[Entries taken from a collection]
#####

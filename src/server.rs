//! Server session and service
//!
//! Every accepted connection gets a [`ServerSession`] running four tasks: a cancellation
//! watcher, the unidirectional stream loop (authentication), the bidirectional stream
//! loop (proxy requests) and the authentication timeout. All fatal errors go through
//! [`ServerSession::close_with_error`], which runs at most once.

use std::fmt;
use std::net::SocketAddr;
use std::sync::{Arc, Mutex, OnceLock};
use std::time::Duration;

use async_trait::async_trait;
use bytes::{Buf, BytesMut};
use log::{debug, error, info};
use tokio::io::{AsyncReadExt, AsyncWriteExt};
use tokio_util::sync::CancellationToken;
use uuid::Uuid;

use crate::address::{Address, MAX_ADDRESS_LEN};
use crate::auth::{derive_token, verify_token, UserDirectory};
use crate::error::{Error, Result};
use crate::packet::PacketStream;
use crate::protocol::{Authenticate, Network, AUTHENTICATE_LEN, COMMAND_AUTHENTICATE, VERSION};
use crate::stream::{PrefixedStream, ServerStream};
use crate::transport::{Connection, Listener, RecvStream, SendStream};

/// Authentication window used when none is configured.
pub const DEFAULT_AUTH_TIMEOUT: Duration = Duration::from_secs(10);

/// Receives authenticated proxy requests.
#[async_trait]
pub trait ServiceHandler<U>: Send + Sync + 'static {
    /// A TCP request from `user`, arriving over the connection from `source`.
    async fn new_connection(
        &self,
        user: U,
        source: SocketAddr,
        destination: Address,
        stream: ServerStream,
    ) -> anyhow::Result<()>;

    /// A UDP session from `user`. `destination` is the session address of the stream
    /// header; every packet names its own target.
    async fn new_packet_connection(
        &self,
        user: U,
        source: SocketAddr,
        destination: Address,
        stream: PacketStream<ServerStream>,
    ) -> anyhow::Result<()>;
}

pub struct ServiceOptions<U> {
    /// Zero selects [`DEFAULT_AUTH_TIMEOUT`].
    pub auth_timeout: Duration,
    pub handler: Arc<dyn ServiceHandler<U>>,
    /// Cancelling closes the accept loop and every session.
    pub cancel: CancellationToken,
}

struct ServiceInner<U> {
    users: UserDirectory<U>,
    auth_timeout: Duration,
    handler: Arc<dyn ServiceHandler<U>>,
    cancel: CancellationToken,
    shutdown: CancellationToken,
}

/// Juicity server
pub struct Service<U> {
    inner: Arc<ServiceInner<U>>,
}

impl<U> Clone for Service<U> {
    fn clone(&self) -> Self {
        Self {
            inner: Arc::clone(&self.inner),
        }
    }
}

impl<U> Service<U>
where
    U: Clone + fmt::Debug + Send + Sync + 'static,
{
    pub fn new(options: ServiceOptions<U>) -> Self {
        let auth_timeout = if options.auth_timeout.is_zero() {
            DEFAULT_AUTH_TIMEOUT
        } else {
            options.auth_timeout
        };
        Self {
            inner: Arc::new(ServiceInner {
                users: UserDirectory::new(),
                auth_timeout,
                handler: options.handler,
                shutdown: options.cancel.child_token(),
                cancel: options.cancel,
            }),
        }
    }

    pub fn auth_timeout(&self) -> Duration {
        self.inner.auth_timeout
    }

    /// Replaces all users. The three lists are matched by index.
    pub fn update_users(&self, users: Vec<U>, uuids: Vec<Uuid>, passwords: Vec<String>) -> Result<()> {
        if users.len() != uuids.len() || users.len() != passwords.len() {
            return Err(Error::Config(format!(
                "user list lengths differ: {} users, {} uuids, {} passwords",
                users.len(),
                uuids.len(),
                passwords.len()
            )));
        }
        let entries = uuids
            .into_iter()
            .zip(users)
            .zip(passwords)
            .map(|((uuid, user), password)| (uuid, user, password));
        self.inner.users.replace(entries);
        info!("Loaded {} users", self.inner.users.len());
        Ok(())
    }

    /// Spawns the accept loop. It runs until [`close`](Self::close), cancellation, or a
    /// listener failure.
    pub fn start<L>(&self, listener: L) -> Result<SocketAddr>
    where
        L: Listener,
    {
        let local = listener.local_addr()?;
        info!("Juicity service listening on {}", local);
        let service = self.clone();
        tokio::spawn(async move {
            loop {
                let accepted = tokio::select! {
                    biased;
                    _ = service.inner.shutdown.cancelled() => {
                        debug!("Listener closed");
                        break;
                    }
                    accepted = listener.accept() => accepted,
                };
                match accepted {
                    Ok(conn) => {
                        service.handle_connection(conn);
                    }
                    Err(e) => {
                        if e.is_closed_or_canceled() {
                            debug!("Listener closed: {}", e);
                        } else {
                            error!("Listener closed: {}", e);
                        }
                        break;
                    }
                }
            }
            listener.close();
        });
        Ok(local)
    }

    /// Stops accepting connections.
    pub fn close(&self) {
        self.inner.shutdown.cancel();
    }

    /// Starts a session on an accepted connection.
    pub fn handle_connection<C: Connection>(&self, conn: C) -> Arc<ServerSession<C, U>> {
        let session = Arc::new(ServerSession {
            conn,
            service: Arc::clone(&self.inner),
            auth_done: CancellationToken::new(),
            conn_done: CancellationToken::new(),
            user: OnceLock::new(),
            error: Mutex::new(None),
        });
        debug!("New connection from {}", session.conn.remote_address());

        tokio::spawn(Arc::clone(&session).watch_cancel());
        tokio::spawn(Arc::clone(&session).loop_uni_streams());
        tokio::spawn(Arc::clone(&session).loop_streams());
        tokio::spawn(Arc::clone(&session).handle_auth_timeout());
        session
    }
}

/// State of one accepted connection.
pub struct ServerSession<C, U> {
    conn: C,
    service: Arc<ServiceInner<U>>,
    auth_done: CancellationToken,
    conn_done: CancellationToken,
    user: OnceLock<U>,
    error: Mutex<Option<Arc<Error>>>,
}

impl<C, U> ServerSession<C, U>
where
    C: Connection,
    U: Clone + fmt::Debug + Send + Sync + 'static,
{
    /// The authenticated user, once there is one.
    pub fn user(&self) -> Option<&U> {
        self.user.get()
    }

    pub fn is_authenticated(&self) -> bool {
        self.auth_done.is_cancelled()
    }

    /// The error the session was closed with.
    pub fn error(&self) -> Option<Arc<Error>> {
        self.error.lock().unwrap_or_else(|e| e.into_inner()).clone()
    }

    pub fn is_closed(&self) -> bool {
        self.conn_done.is_cancelled()
    }

    /// Resolves once the session is closed.
    pub async fn closed(&self) {
        self.conn_done.cancelled().await
    }

    pub fn connection(&self) -> &C {
        &self.conn
    }

    /// Closes the session. Only the first call has any effect.
    pub fn close_with_error(&self, err: Error) {
        let mut recorded = self.error.lock().unwrap_or_else(|e| e.into_inner());
        if self.conn_done.is_cancelled() {
            return;
        }
        if err.is_closed_or_canceled() {
            debug!("Connection from {} failed: {}", self.conn.remote_address(), err);
        } else {
            error!("Connection from {} failed: {}", self.conn.remote_address(), err);
        }
        *recorded = Some(Arc::new(err));
        self.conn_done.cancel();
        self.conn.close(0, b"");
    }

    async fn watch_cancel(self: Arc<Self>) {
        tokio::select! {
            _ = self.service.cancel.cancelled() => self.close_with_error(Error::Canceled),
            _ = self.conn_done.cancelled() => {}
        }
    }

    async fn handle_auth_timeout(self: Arc<Self>) {
        tokio::select! {
            _ = self.conn_done.cancelled() => {}
            _ = self.auth_done.cancelled() => {}
            _ = tokio::time::sleep(self.service.auth_timeout) => self.close_with_error(Error::AuthTimeout),
        }
    }

    async fn loop_uni_streams(self: Arc<Self>) {
        loop {
            let accepted = tokio::select! {
                biased;
                _ = self.conn_done.cancelled() => return,
                accepted = self.conn.accept_uni() => accepted,
            };
            match accepted {
                Ok(stream) => {
                    let session = Arc::clone(&self);
                    tokio::spawn(async move {
                        if let Err(e) = session.handle_uni_stream(stream).await {
                            session.close_with_error(e);
                        }
                    });
                }
                Err(e) => {
                    self.close_with_error(e);
                    return;
                }
            }
        }
    }

    async fn handle_uni_stream(&self, mut stream: C::RecvHalf) -> Result<()> {
        let result = self.read_authentication(&mut stream).await;
        stream.stop(0);
        result
    }

    async fn read_authentication(&self, stream: &mut C::RecvHalf) -> Result<()> {
        let version = stream.read_u8().await?;
        if version != VERSION {
            return Err(Error::UnknownVersion(version));
        }
        let command = stream.read_u8().await?;
        if command != COMMAND_AUTHENTICATE {
            return Err(Error::UnknownCommand(command));
        }
        if self.auth_done.is_cancelled() {
            return Err(Error::DuplicateAuthentication);
        }

        let mut body = [0u8; AUTHENTICATE_LEN - 2];
        stream.read_exact(&mut body).await?;
        let request = Authenticate::decode_body(&body);

        let entry = self
            .service
            .users
            .lookup(&request.uuid)
            .ok_or(Error::UnknownUser(request.uuid))?;
        let expected = derive_token(&self.conn, &request.uuid, &entry.password)?;
        verify_token(&expected, &request.token)?;

        if self.user.set(entry.user).is_err() {
            return Err(Error::DuplicateAuthentication);
        }
        info!(
            "Connection from {} authenticated as {:?}",
            self.conn.remote_address(),
            self.user.get()
        );
        self.auth_done.cancel();
        Ok(())
    }

    async fn loop_streams(self: Arc<Self>) {
        loop {
            let accepted = tokio::select! {
                biased;
                _ = self.conn_done.cancelled() => return,
                accepted = self.conn.accept_bi() => accepted,
            };
            match accepted {
                Ok((send, recv)) => {
                    tokio::spawn(Arc::clone(&self).handle_stream(send, recv));
                }
                Err(e) => {
                    self.close_with_error(e);
                    return;
                }
            }
        }
    }

    async fn handle_stream(self: Arc<Self>, send: C::SendHalf, recv: C::RecvHalf) {
        let mut send: Box<dyn SendStream> = Box::new(send);
        let mut recv: Box<dyn RecvStream> = Box::new(recv);

        let (network, destination, leftover) = match self.read_request(&mut recv).await {
            Ok(request) => request,
            Err(e) => {
                recv.stop(0);
                let _ = send.shutdown().await;
                if e.is_closed_or_canceled() {
                    debug!("handle stream request: {}", e);
                } else {
                    error!("handle stream request: {}", e);
                }
                return;
            }
        };
        let Some(user) = self.user.get().cloned() else {
            return;
        };

        let source = self.conn.remote_address();
        debug!("{} request from {:?} ({}) to {}", network, user, source, destination);
        let stream = ServerStream::new(send, PrefixedStream::new(recv, leftover), destination.clone());
        let handler = &self.service.handler;
        let result = match network {
            Network::Tcp => handler.new_connection(user, source, destination, stream).await,
            Network::Udp => {
                handler
                    .new_packet_connection(user, source, destination, PacketStream::new(stream))
                    .await
            }
        };
        if let Err(e) = result {
            debug!("{} stream from {} ended: {:#}", network, source, e);
        }
    }

    /// Parses the request header and waits for authentication.
    ///
    /// Returns the bytes read past the header along with it.
    async fn read_request(&self, recv: &mut Box<dyn RecvStream>) -> Result<(Network, Address, BytesMut)> {
        let mut buf = BytesMut::with_capacity(1 + MAX_ADDRESS_LEN);
        if recv.read_buf(&mut buf).await? == 0 {
            return Err(Error::Framing("empty request"));
        }
        let network = Network::from_u8(buf.get_u8())?;

        let mut reader = PrefixedStream::new(&mut *recv, buf);
        let destination = Address::read(&mut reader).await?;
        let (_, leftover) = reader.into_parts();

        tokio::select! {
            biased;
            _ = self.conn_done.cancelled() => {
                return Err(match self.error() {
                    Some(recorded) => Error::Closed(recorded),
                    None => Error::Canceled,
                });
            }
            _ = self.auth_done.cancelled() => {}
        }
        Ok((network, destination, leftover))
    }
}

#####

TASK INSTRUCTIONS: Go through the records and gather the lines that hold "recorded".

EXERCISE RESPONSE:
        let mut recorded = self.error.lock().unwrap_or_else(|e| e.into_inner());
        *recorded = Some(Arc::new(err));
                    Some(recorded) => Error::Closed(recorded),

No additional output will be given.